I realised it's good to have a daughter and that she is a good source of data (I interviewed her at Xmas).
Next Bryan A....
6 comments:
This sounds like really interesting data. The interview Liz and I did with Carie Windham at Educause suggested that the "net gen" stuff was pretty comparable globally - I, like you, would be interested to know if this is the same in schools. Your point about focus on technical competency only is why I like information fluency as a core skill focus(nexus info literacy, IT literacy and critical thinking) - UCF big in this area - my only caveat would be that there are still a lot of digital interaction skills to develop that are not about information per se - any thoughts there about digital interactivity?
btw - came across "Perceptive Pixel" on Bryan's blog - is there anything about it there? - http://fastcompany.com/video/general/perceptivepixel.html
this was a keynote, so we were both there - I can add a few things to Andrew's comprehensive summary:
Kids in US Schools mostly use the web for research, but also for keyboarding (ie learning how to type) - they think university will be totally different with savvy lecturers pushing at the limits.
40% of kids use IM to talk to mates about school projects (oh yeah, I believe this one)
Kids favourite communications tool? NOT email, not IM, not texting, but plain old normal talking on the phone (with the parents paying the bill I reflected)

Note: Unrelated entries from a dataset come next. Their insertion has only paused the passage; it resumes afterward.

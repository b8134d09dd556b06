//! Identifier quoting and parameter naming.
//!
//! Identifiers may be dotted (`schema.table`) and any segment may already be
//! quoted with the dialect's quote pair (`[dbo].[Person]`). Quoting is applied
//! per segment and never doubles an existing quote pair.
//!
//! # Example
//! ```ignore
//! use stmtforge::{DbSetting, ident};
//!
//! let setting = DbSetting::sql_server();
//! assert_eq!(ident::quote("dbo.Person", &setting), "[dbo].[Person]");
//! assert_eq!(ident::unquote("[dbo].[Person]", &setting), "dbo.Person");
//! assert_eq!(ident::parameter("Name", 2, &setting), "@Name_2");
//! ```

use crate::setting::DbSetting;

/// Split a possibly-quoted dotted identifier into its raw segments.
///
/// Separators inside a quoted segment are kept as part of the segment.
fn segments<'a>(name: &'a str, setting: &DbSetting) -> Vec<&'a str> {
    let open = setting.opening_quote.as_str();
    let close = setting.closing_quote.as_str();
    let sep = setting.schema_separator.as_str();

    let mut out = Vec::new();
    let mut start = 0;
    let mut in_quote = false;
    let mut i = 0;
    while i < name.len() {
        let rest = &name[i..];
        if !in_quote && !open.is_empty() && rest.starts_with(open) {
            in_quote = true;
            i += open.len();
            continue;
        }
        if in_quote && !close.is_empty() && rest.starts_with(close) {
            // An escaped closing quote inside a quoted segment.
            if rest[close.len()..].starts_with(close) {
                i += close.len() * 2;
                continue;
            }
            in_quote = false;
            i += close.len();
            continue;
        }
        if !in_quote && !sep.is_empty() && rest.starts_with(sep) {
            out.push(&name[start..i]);
            i += sep.len();
            start = i;
            continue;
        }
        i += rest.chars().next().map_or(1, char::len_utf8);
    }
    out.push(&name[start..]);
    out
}

fn is_quoted(segment: &str, setting: &DbSetting) -> bool {
    let open = setting.opening_quote.as_str();
    let close = setting.closing_quote.as_str();
    segment.len() >= open.len() + close.len()
        && segment.starts_with(open)
        && segment.ends_with(close)
}

fn quote_segment(segment: &str, setting: &DbSetting, out: &mut String) {
    let segment = segment.trim();
    if is_quoted(segment, setting) {
        out.push_str(segment);
        return;
    }
    out.push_str(&setting.opening_quote);
    if setting.closing_quote.is_empty() {
        out.push_str(segment);
    } else {
        let escaped = format!("{0}{0}", setting.closing_quote);
        out.push_str(&segment.replace(&setting.closing_quote, &escaped));
    }
    out.push_str(&setting.closing_quote);
}

/// Quote an identifier with the dialect's quote pair, segment by segment.
pub fn quote(name: &str, setting: &DbSetting) -> String {
    let mut out = String::with_capacity(name.len() + 4);
    for (i, seg) in segments(name.trim(), setting).into_iter().enumerate() {
        if i > 0 {
            out.push_str(&setting.schema_separator);
        }
        quote_segment(seg, setting, &mut out);
    }
    out
}

/// Strip the dialect's quote pair from every segment of an identifier.
pub fn unquote(name: &str, setting: &DbSetting) -> String {
    let mut out = String::with_capacity(name.len());
    for (i, seg) in segments(name.trim(), setting).into_iter().enumerate() {
        if i > 0 {
            out.push_str(&setting.schema_separator);
        }
        let seg = seg.trim();
        if is_quoted(seg, setting) {
            let inner =
                &seg[setting.opening_quote.len()..seg.len() - setting.closing_quote.len()];
            if setting.closing_quote.is_empty() {
                out.push_str(inner);
            } else {
                let escaped = format!("{0}{0}", setting.closing_quote);
                out.push_str(&inner.replace(&escaped, &setting.closing_quote));
            }
        } else {
            out.push_str(seg);
        }
    }
    out
}

/// Case-insensitive comparison of two identifiers after un-quoting.
pub fn same_name(a: &str, b: &str, setting: &DbSetting) -> bool {
    unquote(a, setting).eq_ignore_ascii_case(&unquote(b, setting))
}

/// Turn a column name into a bare parameter name (no prefix, no index).
///
/// Quotes are removed and any character that cannot appear in a parameter
/// name becomes `_`.
pub fn parameter_name(name: &str, setting: &DbSetting) -> String {
    unquote(name, setting)
        .chars()
        .map(|c| if c.is_alphanumeric() || c == '_' { c } else { '_' })
        .collect()
}

/// Append the positional batch suffix: `Name` for index 0, `Name_<index>` otherwise.
pub fn with_index(name: &str, index: usize) -> String {
    if index > 0 {
        format!("{name}_{index}")
    } else {
        name.to_string()
    }
}

/// Render a parameter placeholder: `<prefix>Name[_<index>]`.
pub fn parameter(name: &str, index: usize, setting: &DbSetting) -> String {
    format!(
        "{}{}",
        setting.parameter_prefix,
        with_index(&parameter_name(name, setting), index)
    )
}

#[cfg(test)]
mod tests {
    use super::*;

    fn mssql() -> DbSetting {
        DbSetting::sql_server()
    }

    #[test]
    fn quote_simple() {
        assert_eq!(quote("Person", &mssql()), "[Person]");
    }

    #[test]
    fn quote_dotted() {
        assert_eq!(quote("dbo.Person", &mssql()), "[dbo].[Person]");
    }

    #[test]
    fn quote_keeps_existing_quotes() {
        assert_eq!(quote("[dbo].Person", &mssql()), "[dbo].[Person]");
        assert_eq!(quote("[Field Name]", &mssql()), "[Field Name]");
    }

    #[test]
    fn quote_keeps_separator_inside_quotes() {
        assert_eq!(quote("[my.schema].T", &mssql()), "[my.schema].[T]");
    }

    #[test]
    fn quote_escapes_closing_quote() {
        assert_eq!(quote("we]ird", &mssql()), "[we]]ird]");
        assert_eq!(unquote("[we]]ird]", &mssql()), "we]ird");
    }

    #[test]
    fn quote_postgres() {
        assert_eq!(quote("public.Person", &DbSetting::postgresql()), "\"public\".\"Person\"");
    }

    #[test]
    fn unquote_dotted() {
        assert_eq!(unquote("[dbo].[Person]", &mssql()), "dbo.Person");
        assert_eq!(unquote("Person", &mssql()), "Person");
    }

    #[test]
    fn same_name_ignores_case_and_quotes() {
        assert!(same_name("[Name]", "name", &mssql()));
        assert!(!same_name("[Name]", "Names", &mssql()));
    }

    #[test]
    fn parameter_index_suffix() {
        assert_eq!(parameter("Name", 0, &mssql()), "@Name");
        assert_eq!(parameter("Name", 3, &mssql()), "@Name_3");
        assert_eq!(parameter("[Field Name]", 0, &mssql()), "@Field_Name");
    }
}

9 year olds - 22% of them have online friends that they have never met
I've been chasing some of the links in my RSS feeds and found a report entitled "Their Space: Education for a digital generation" that was recently published by Demos (www.demos.co.uk), who I'd never heard of before. I have yet to read the report, but it seems to fit with the subject of this post. The report is available from: http://www.demos.co.uk/publications/theirspace or, my desk! where I managed to do some clever print stuff with Acrobat and save some paper! And last week I saved some petrol (well, diesel) by leaving my car at home and getting the train in for a couple of days. George Dubya Bush will be pleased!
PS Lizzo, I've seen the story you've posted, and so has Helen. We need to talk about CI and CDT sharing things like this better
...and, I've just been reading Jason Bradbury's blog (he's the geezer on the Gadget Show on channel 5). Read the middle paragraph, next to the photo.... very scary. Link: http://www.jasonbradbury.com/jason_bradbury/2007/01/my_personal_dir.html
I'm not surprised about phoning in a way. However, parents don't pay a bill in the US, as you do here. Phoning people in the same city is 100% free if you have a landline (or at least included in the monthly subscription fee, as its not really free). I would imagine this could be a place where it is different in the UK, as cost is more likely to come into effect (as less phones have the call as much as you want plans).